- Theatrical poster
- Directed by: David Miller
- Written by: Dalton Trumbo
- Story by: Donald Freed; Mark Lane;
- Produced by: Edward Lewis
- Starring: Burt Lancaster; Robert Ryan; Will Geer;
- Cinematography: Robert Steadman
- Edited by: George Grenville
- Music by: Randy Edelman
- Distributed by: National General Pictures
- Release date: November 7, 1973;
- Running time: 91 minutes
- Country: United States
- Language: English
- Budget: under $1 million

= Executive Action (film) =

1973 political thriller film by David Miller

Executive Action is an American political thriller film. It is a fictionalized account of a conspiracy to assassinate United States President John F. Kennedy. Released in November 1973 on the tenth anniversary of the JFK assassination, the film stars Burt Lancaster, Robert Ryan, and Will Geer. It was directed by David Miller, produced by Edward Lewis, and written by Dalton Trumbo. The screenplay was adapted from the novel Executive Action by Donald Freed and Mark Lane, published earlier in 1973; the novel also includes special material by Stephen Jaffe. Freed and Lane received film credits for their story, and Jaffe was the film's technical adviser and uncredited supervising producer.
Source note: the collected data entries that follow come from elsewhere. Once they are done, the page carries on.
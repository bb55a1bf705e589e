use crate::{
    error::AppError,
    models::{
        chat::{MarkReadRequest, SendMessageRequest},
        websocket::{is_broadcast_destination, is_broker_destination, AppDestination, SessionError, UserQueue},
    },
    services::{auth::AuthUser, PushDelivery},
    state::AppState,
    utils::stomp::{parse_frames, StompCommand, StompFrame},
};
use axum::{
    extract::{
        ws::{Message, WebSocket, WebSocketUpgrade},
        State,
    },
    response::Response,
    routing::get,
    Router,
};
use futures::{SinkExt, StreamExt};
use serde::de::DeserializeOwned;
use std::sync::Arc;
use tokio::sync::mpsc;
use tracing::{debug, info, warn};
use uuid::Uuid;

pub fn router() -> Router<Arc<AppState>> {
    Router::new().route("/", get(websocket_handler))
}

/// WebSocket连接处理器
/// GET /ws
async fn websocket_handler(ws: WebSocketUpgrade, State(state): State<Arc<AppState>>) -> Response {
    ws.on_upgrade(move |socket| handle_websocket_connection(socket, state))
}

/// 处理WebSocket连接
async fn handle_websocket_connection(socket: WebSocket, state: Arc<AppState>) {
    let (mut sink, mut stream) = socket.split();
    let (tx, mut rx) = mpsc::unbounded_channel::<String>();

    // 写任务：把会话和推送产生的帧依次写出
    let writer = tokio::spawn(async move {
        while let Some(text) = rx.recv().await {
            if sink.send(Message::Text(text)).await.is_err() {
                break;
            }
        }
        let _ = sink.close().await;
    });

    let mut session = StompSession::new(state, tx);
    info!("WebSocket connection opened: {}", session.connection_id());

    while let Some(message) = stream.next().await {
        let text = match message {
            Ok(Message::Text(text)) => text,
            Ok(Message::Binary(bytes)) => match String::from_utf8(bytes) {
                Ok(text) => text,
                Err(_) => {
                    session.reject("Binary frames must be UTF-8");
                    break;
                }
            },
            Ok(Message::Close(_)) => break,
            Ok(_) => continue,
            Err(e) => {
                debug!("WebSocket receive error on {}: {}", session.connection_id(), e);
                break;
            }
        };

        if session.handle_text(&text).await == SessionControl::Close {
            break;
        }
    }

    info!("WebSocket connection closed: {}", session.connection_id());
    session.close();
    drop(session);
    let _ = writer.await;
}

#[derive(Debug, Clone, Copy, PartialEq, Eq)]
pub enum SessionControl {
    Continue,
    Close,
}

/// One STOMP session on top of a WebSocket. Outgoing frames go to `tx`
/// as encoded text.
pub struct StompSession {
    state: Arc<AppState>,
    connection_id: String,
    tx: mpsc::UnboundedSender<String>,
    user: Option<AuthUser>,
}

impl StompSession {
    pub fn new(state: Arc<AppState>, tx: mpsc::UnboundedSender<String>) -> Self {
        Self {
            state,
            connection_id: format!("conn_{}", Uuid::new_v4()),
            tx,
            user: None,
        }
    }

    pub fn connection_id(&self) -> &str {
        &self.connection_id
    }

    pub fn user(&self) -> Option<&AuthUser> {
        self.user.as_ref()
    }

    /// Handles every frame in one WebSocket text message.
    pub async fn handle_text(&mut self, text: &str) -> SessionControl {
        let frames = match parse_frames(text) {
            Ok(frames) => frames,
            Err(e) => {
                self.send(StompFrame::error("Malformed frame", &e.to_string()));
                return SessionControl::Close;
            }
        };

        for frame in frames {
            if self.handle_frame(frame).await == SessionControl::Close {
                return SessionControl::Close;
            }
        }
        SessionControl::Continue
    }

    /// Sends ERROR; the caller closes the socket afterwards.
    pub fn reject(&self, message: &str) {
        self.send(StompFrame::error(message, ""));
    }

    /// Drops the connection from the hub; pending pushes are discarded.
    pub fn close(&mut self) {
        if self.user.take().is_some() {
            self.state.hub.unregister(&self.connection_id);
        }
    }

    async fn handle_frame(&mut self, frame: StompFrame) -> SessionControl {
        let Some(user) = self.user.clone() else {
            return match frame.command {
                StompCommand::Connect | StompCommand::Stomp => self.connect(&frame).await,
                _ => self.protocol_error("Not connected", "The first frame must be CONNECT"),
            };
        };

        let control = match frame.command {
            StompCommand::Connect | StompCommand::Stomp => {
                self.protocol_error("Already connected", "CONNECT was already accepted")
            }
            StompCommand::Subscribe => self.subscribe(&frame),
            StompCommand::Unsubscribe => self.unsubscribe(&frame),
            StompCommand::Send => self.dispatch(&user, &frame).await,
            StompCommand::Disconnect => {
                self.send_receipt(&frame);
                return SessionControl::Close;
            }
            // no transactions or acknowledgements: accepted and ignored
            StompCommand::Ack
            | StompCommand::Nack
            | StompCommand::Begin
            | StompCommand::Commit
            | StompCommand::Abort => SessionControl::Continue,
            StompCommand::Connected
            | StompCommand::Message
            | StompCommand::Receipt
            | StompCommand::Error => {
                self.protocol_error("Unexpected frame", frame.command.as_str())
            }
        };

        if control == SessionControl::Continue {
            self.send_receipt(&frame);
        }
        control
    }

    async fn connect(&mut self, frame: &StompFrame) -> SessionControl {
        if let Some(versions) = frame.get_header("accept-version") {
            if !versions.split(',').any(|v| v.trim() == "1.2") {
                return self.protocol_error("Unsupported protocol version", "Only STOMP 1.2 is supported");
            }
        }

        let token = frame
            .get_header("Authorization")
            .or_else(|| frame.get_header("authorization"))
            .map(|value| value.strip_prefix("Bearer ").unwrap_or(value).trim())
            .or_else(|| frame.get_header("passcode").map(str::trim))
            .filter(|token| !token.is_empty());

        let Some(token) = token else {
            return self.protocol_error("Authentication failed", "Missing bearer token");
        };

        match self.state.auth_service.authenticate(token).await {
            Ok(user) => {
                self.state.hub.register(&self.connection_id, user.id, self.tx.clone());
                self.send(
                    StompFrame::new(StompCommand::Connected)
                        .header("version", "1.2")
                        .header("heart-beat", "0,0")
                        .header("user-name", user.username.as_str()),
                );
                info!("STOMP session {} connected as {}", self.connection_id, user.username);
                self.user = Some(user);
                SessionControl::Continue
            }
            Err(e) => {
                warn!("STOMP CONNECT rejected on {}: {}", self.connection_id, e);
                self.protocol_error("Authentication failed", "Invalid or expired token")
            }
        }
    }

    fn subscribe(&self, frame: &StompFrame) -> SessionControl {
        let (Some(id), Some(destination)) = (frame.get_header("id"), frame.get_header("destination")) else {
            return self.protocol_error("Invalid SUBSCRIBE", "Both 'id' and 'destination' are required");
        };
        if !is_broker_destination(destination) {
            return self.protocol_error("Invalid destination", destination);
        }

        self.state.hub.subscribe(&self.connection_id, id, destination);
        SessionControl::Continue
    }

    fn unsubscribe(&self, frame: &StompFrame) -> SessionControl {
        let Some(id) = frame.get_header("id") else {
            return self.protocol_error("Invalid UNSUBSCRIBE", "'id' is required");
        };
        self.state.hub.unsubscribe(&self.connection_id, id);
        SessionControl::Continue
    }

    async fn dispatch(&self, user: &AuthUser, frame: &StompFrame) -> SessionControl {
        let Some(destination) = frame.get_header("destination") else {
            return self.protocol_error("Invalid SEND", "'destination' is required");
        };

        if let Some(handler) = AppDestination::parse(destination) {
            let result = match handler {
                AppDestination::SendMessage => match parse_body::<SendMessageRequest>(&frame.body) {
                    Ok(request) => self
                        .state
                        .chat_service
                        .send_message(user.id, request.receiver_id, &request.content)
                        .await
                        .map(|_| ()),
                    Err(e) => Err(e),
                },
                AppDestination::MarkRead => match parse_body::<MarkReadRequest>(&frame.body) {
                    Ok(request) => self
                        .state
                        .chat_service
                        .mark_messages_as_read(request.chat_id, user.id)
                        .await
                        .map(|_| ()),
                    Err(e) => Err(e),
                },
            };

            if let Err(e) = result {
                self.push_error(user, destination, &e.to_string());
            }
            return SessionControl::Continue;
        }

        if is_broadcast_destination(destination) {
            let content_type = frame.get_header("content-type").unwrap_or("application/json");
            let delivered = self.state.hub.broadcast(destination, &frame.body, content_type);
            debug!("Relayed frame to {} subscribers of {}", delivered, destination);
            return SessionControl::Continue;
        }

        if destination.starts_with("/app/") {
            self.push_error(user, destination, "Unknown destination");
            return SessionControl::Continue;
        }

        self.protocol_error("Invalid destination", destination)
    }

    fn push_error(&self, user: &AuthUser, destination: &str, message: &str) {
        debug!("Session {} error on {}: {}", self.connection_id, destination, message);
        let error = SessionError {
            destination: destination.to_string(),
            message: message.to_string(),
        };
        match serde_json::to_value(&error) {
            Ok(payload) => {
                self.state
                    .hub
                    .send_to_user(user.id, UserQueue::Errors.destination(), payload);
            }
            Err(e) => warn!("Failed to encode session error: {}", e),
        }
    }

    fn send_receipt(&self, frame: &StompFrame) {
        if let Some(receipt) = frame.get_header("receipt") {
            self.send(StompFrame::new(StompCommand::Receipt).header("receipt-id", receipt));
        }
    }

    fn protocol_error(&self, message: &str, details: &str) -> SessionControl {
        self.send(StompFrame::error(message, details));
        SessionControl::Close
    }

    fn send(&self, frame: StompFrame) {
        if self.tx.send(frame.encode()).is_err() {
            debug!("Session {} writer already closed", self.connection_id);
        }
    }
}

fn parse_body<T: DeserializeOwned>(body: &str) -> Result<T, AppError> {
    serde_json::from_str(body).map_err(|e| AppError::BadRequest(format!("Invalid message body: {}", e)))
}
Although Executive Action is about a conspiracy, it does not adhere to the conventions of the conspiracy thriller genre in which one or more independent journalists or outside investigators seek to expose the truth of a high-level conspiracy. Instead, the film is told from the standpoint of the conspirators, and the audience watches them carry out the JFK assassination in a methodical, businesslike manner.

==Plot==
A narrator states that when asked years later about the JFK assassination and the Warren Commission report, former U.S. President Lyndon B. Johnson "expressed misgivings" that the commission's lone-gunman conclusion was correct. The narration ends by mentioning that the interview segment did not run on television, and it was cut from a program about Johnson at his own request.
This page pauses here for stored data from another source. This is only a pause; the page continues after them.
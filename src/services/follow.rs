use crate::{
    error::{AppError, Result},
    models::{
        follow::{Follow, FollowOutcome, FollowProfile},
        user::{User, UserSummary},
    },
    services::{Database, NotificationService},
};
use chrono::Utc;
use std::sync::Arc;
use tracing::{debug, info, warn};

#[derive(Clone)]
pub struct FollowService {
    db: Arc<Database>,
    notification_service: NotificationService,
}

impl FollowService {
    pub async fn new(db: Arc<Database>, notification_service: NotificationService) -> Result<Self> {
        Ok(Self {
            db,
            notification_service,
        })
    }

    /// Toggles the edge: an existing follow is removed, otherwise one is
    /// created and the followee is notified.
    pub async fn follow_user(&self, follower_id: i64, followee_id: i64) -> Result<FollowOutcome> {
        debug!("User {} toggling follow on user {}", follower_id, followee_id);

        let follower = self.load_user(follower_id).await?;
        self.load_user(followee_id).await?;

        // 防止自己关注自己
        if follower_id == followee_id {
            return Err(AppError::bad_request("Cannot follow yourself"));
        }

        let removed = sqlx::query("DELETE FROM follows WHERE follower_id = ? AND followee_id = ?")
            .bind(follower_id)
            .bind(followee_id)
            .execute(self.db.pool())
            .await?;
        if removed.rows_affected() > 0 {
            info!("User {} unfollowed user {}", follower_id, followee_id);
            return Ok(FollowOutcome::Unfollowed);
        }

        let inserted: Option<Follow> = sqlx::query_as(
            r#"
            INSERT INTO follows (follower_id, followee_id, created_at)
            VALUES (?, ?, ?)
            ON CONFLICT (follower_id, followee_id) DO NOTHING
            RETURNING *
            "#,
        )
        .bind(follower_id)
        .bind(followee_id)
        .bind(Utc::now())
        .fetch_optional(self.db.pool())
        .await?;

        let follow = match inserted {
            Some(follow) => follow,
            // a concurrent request created the edge first
            None => return Ok(FollowOutcome::Followed(self.get_edge(follower_id, followee_id).await?)),
        };

        if let Err(e) = self
            .notification_service
            .create_follow_notification(&follower, followee_id)
            .await
        {
            warn!("Failed to send follow notification: {}", e);
        }

        info!("User {} followed user {}", follower_id, followee_id);
        Ok(FollowOutcome::Followed(follow))
    }

    /// Removing a missing edge is not an error.
    pub async fn unfollow_user(&self, follower_id: i64, followee_id: i64) -> Result<()> {
        debug!("User {} unfollowing user {}", follower_id, followee_id);
        self.load_user(followee_id).await?;

        sqlx::query("DELETE FROM follows WHERE follower_id = ? AND followee_id = ?")
            .bind(follower_id)
            .bind(followee_id)
            .execute(self.db.pool())
            .await?;

        Ok(())
    }

    pub async fn is_following(&self, follower_id: i64, followee_id: i64) -> Result<bool> {
        let row: Option<(i64,)> =
            sqlx::query_as("SELECT 1 FROM follows WHERE follower_id = ? AND followee_id = ?")
                .bind(follower_id)
                .bind(followee_id)
                .fetch_optional(self.db.pool())
                .await?;
        Ok(row.is_some())
    }

    pub async fn get_followers_count(&self, user_id: i64) -> Result<i64> {
        self.load_user(user_id).await?;
        self.count("SELECT COUNT(*) FROM follows WHERE followee_id = ?", user_id)
            .await
    }

    pub async fn get_following_count(&self, user_id: i64) -> Result<i64> {
        self.load_user(user_id).await?;
        self.count("SELECT COUNT(*) FROM follows WHERE follower_id = ?", user_id)
            .await
    }

    pub async fn get_posts_count(&self, user_id: i64) -> Result<i64> {
        self.load_user(user_id).await?;
        self.count("SELECT COUNT(*) FROM posts WHERE user_id = ?", user_id)
            .await
    }

    /// 获取用户的关注者列表
    pub async fn get_followers(&self, user_id: i64) -> Result<Vec<UserSummary>> {
        debug!("Getting followers for user: {}", user_id);
        self.load_user(user_id).await?;

        let users = sqlx::query_as(
            r#"
            SELECT u.id AS user_id, u.username, u.profile_picture, u.name
            FROM follows f
            JOIN users u ON u.id = f.follower_id
            WHERE f.followee_id = ?
            ORDER BY f.created_at DESC, u.id DESC
            "#,
        )
        .bind(user_id)
        .fetch_all(self.db.pool())
        .await?;

        Ok(users)
    }

    /// 获取用户关注的人列表
    pub async fn get_following(&self, user_id: i64) -> Result<Vec<UserSummary>> {
        debug!("Getting following for user: {}", user_id);
        self.load_user(user_id).await?;

        let users = sqlx::query_as(
            r#"
            SELECT u.id AS user_id, u.username, u.profile_picture, u.name
            FROM follows f
            JOIN users u ON u.id = f.followee_id
            WHERE f.follower_id = ?
            ORDER BY f.created_at DESC, u.id DESC
            "#,
        )
        .bind(user_id)
        .fetch_all(self.db.pool())
        .await?;

        Ok(users)
    }

    /// Profile card of `target_id` as seen by `viewer_id`
    pub async fn get_follow_profile(&self, target_id: i64, viewer_id: i64) -> Result<FollowProfile> {
        let target = self.load_user(target_id).await?;

        Ok(FollowProfile {
            user_id: target.id,
            username: target.username,
            profile_picture: target.profile_picture,
            is_following: self.is_following(viewer_id, target_id).await?,
            followers_count: self.get_followers_count(target_id).await?,
            following_count: self.get_following_count(target_id).await?,
            posts_count: self.get_posts_count(target_id).await?,
        })
    }

    async fn get_edge(&self, follower_id: i64, followee_id: i64) -> Result<Follow> {
        sqlx::query_as("SELECT * FROM follows WHERE follower_id = ? AND followee_id = ?")
            .bind(follower_id)
            .bind(followee_id)
            .fetch_optional(self.db.pool())
            .await?
            .ok_or_else(|| AppError::not_found("Follow"))
    }

    async fn load_user(&self, user_id: i64) -> Result<User> {
        sqlx::query_as("SELECT * FROM users WHERE id = ?")
            .bind(user_id)
            .fetch_optional(self.db.pool())
            .await?
            .ok_or_else(|| AppError::not_found("User"))
    }

    async fn count(&self, sql: &str, user_id: i64) -> Result<i64> {
        let (count,): (i64,) = sqlx::query_as(sql)
            .bind(user_id)
            .fetch_one(self.db.pool())
            .await?;
        Ok(count)
    }
}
At a June 1963 gathering in the palatial home of Robert Foster, shadowy figures from American industry, politics, and intelligence discuss their growing dissatisfaction with the Kennedy administration. Foster and the others try to persuade Harold Ferguson, a powerful oil magnate dressed in white, to back their plans for Kennedy's assassination. Foster's fellow conspirator James Farrington, a black-ops specialist, labels this an "executive action" (the intelligence term for assassinating a head of state). In a presentation to the assembled group, Farrington shows that magnicide is indeed a viable option. As examples, he cites the Lincoln, Garfield, and McKinley assassinations, along with a few failed attempts, such as against President Franklin Roosevelt in 1933. Farrington explains that these actions were carried out by alleged lone fanatics (later scenes show the grooming process unwittingly undergone by Lee Harvey Oswald to fulfill the lone-fanatic role in the JFK assassination). He adds that "the best chance for success would be to act during a motorcade, because they are always planned well in advance, allow for firing from three angles under cover and provide clean escapes during the following confusion."

Ferguson remains unconvinced, saying such schemes are "tolerable only if they're necessary, and permissible only if they work." Although obtaining Ferguson's approval is crucial to the conspirators, Farrington proceeds to organize shooting Teams A and B in anticipation that Ferguson will eventually change his mind. Team A is shown practicing in the Mojave Desert, firing at moving targets at medium-to-long range. One of the shooters says he can only guarantee the operation's success if he fires at a target travelling less than 15 miles per hour.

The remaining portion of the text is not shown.